## Input material
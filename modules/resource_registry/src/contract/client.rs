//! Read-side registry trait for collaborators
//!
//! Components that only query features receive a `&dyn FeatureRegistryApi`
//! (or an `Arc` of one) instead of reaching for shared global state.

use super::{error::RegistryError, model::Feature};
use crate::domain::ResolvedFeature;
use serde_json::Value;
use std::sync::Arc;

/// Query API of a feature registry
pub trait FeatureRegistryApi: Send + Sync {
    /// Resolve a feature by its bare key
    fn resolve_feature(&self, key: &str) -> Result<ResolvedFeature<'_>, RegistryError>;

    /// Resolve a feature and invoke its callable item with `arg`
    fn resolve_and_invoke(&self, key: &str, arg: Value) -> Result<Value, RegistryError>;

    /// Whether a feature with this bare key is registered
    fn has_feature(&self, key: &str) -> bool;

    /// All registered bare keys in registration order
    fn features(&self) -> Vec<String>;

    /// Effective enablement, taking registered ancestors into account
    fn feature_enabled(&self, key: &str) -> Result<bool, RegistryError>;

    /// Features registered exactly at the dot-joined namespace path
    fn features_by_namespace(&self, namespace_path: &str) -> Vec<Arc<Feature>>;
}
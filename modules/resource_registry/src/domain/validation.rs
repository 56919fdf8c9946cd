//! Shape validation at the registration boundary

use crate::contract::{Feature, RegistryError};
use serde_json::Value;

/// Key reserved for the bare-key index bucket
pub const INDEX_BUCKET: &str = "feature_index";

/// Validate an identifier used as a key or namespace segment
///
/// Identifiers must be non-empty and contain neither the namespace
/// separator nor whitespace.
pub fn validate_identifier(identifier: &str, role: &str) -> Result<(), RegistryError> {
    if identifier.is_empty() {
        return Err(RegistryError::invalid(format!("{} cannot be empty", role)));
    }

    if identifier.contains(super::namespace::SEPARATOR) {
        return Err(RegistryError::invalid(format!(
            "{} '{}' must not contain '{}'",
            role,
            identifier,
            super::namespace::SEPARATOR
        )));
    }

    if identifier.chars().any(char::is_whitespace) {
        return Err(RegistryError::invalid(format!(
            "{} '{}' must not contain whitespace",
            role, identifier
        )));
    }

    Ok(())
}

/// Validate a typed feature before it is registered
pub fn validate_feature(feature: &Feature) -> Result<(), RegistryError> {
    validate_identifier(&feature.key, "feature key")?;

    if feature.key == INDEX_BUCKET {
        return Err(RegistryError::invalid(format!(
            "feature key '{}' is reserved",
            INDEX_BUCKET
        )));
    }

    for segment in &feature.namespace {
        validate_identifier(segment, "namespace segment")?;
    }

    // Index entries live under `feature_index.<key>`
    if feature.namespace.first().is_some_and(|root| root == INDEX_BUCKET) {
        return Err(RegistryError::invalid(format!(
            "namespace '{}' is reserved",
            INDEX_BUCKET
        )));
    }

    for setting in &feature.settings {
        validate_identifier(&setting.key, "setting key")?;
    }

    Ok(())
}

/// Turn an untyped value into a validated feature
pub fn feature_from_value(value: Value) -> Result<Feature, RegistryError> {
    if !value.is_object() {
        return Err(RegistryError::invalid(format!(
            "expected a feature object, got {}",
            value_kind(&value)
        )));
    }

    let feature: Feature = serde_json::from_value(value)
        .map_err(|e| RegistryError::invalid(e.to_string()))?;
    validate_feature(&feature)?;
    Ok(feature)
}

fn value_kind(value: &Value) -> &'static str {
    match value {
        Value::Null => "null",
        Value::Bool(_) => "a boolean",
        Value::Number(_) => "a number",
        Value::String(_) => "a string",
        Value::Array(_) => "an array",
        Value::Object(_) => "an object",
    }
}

## Prompt
Tell me how many lines of the records include the word "into", replying with the number alone.

## Result
2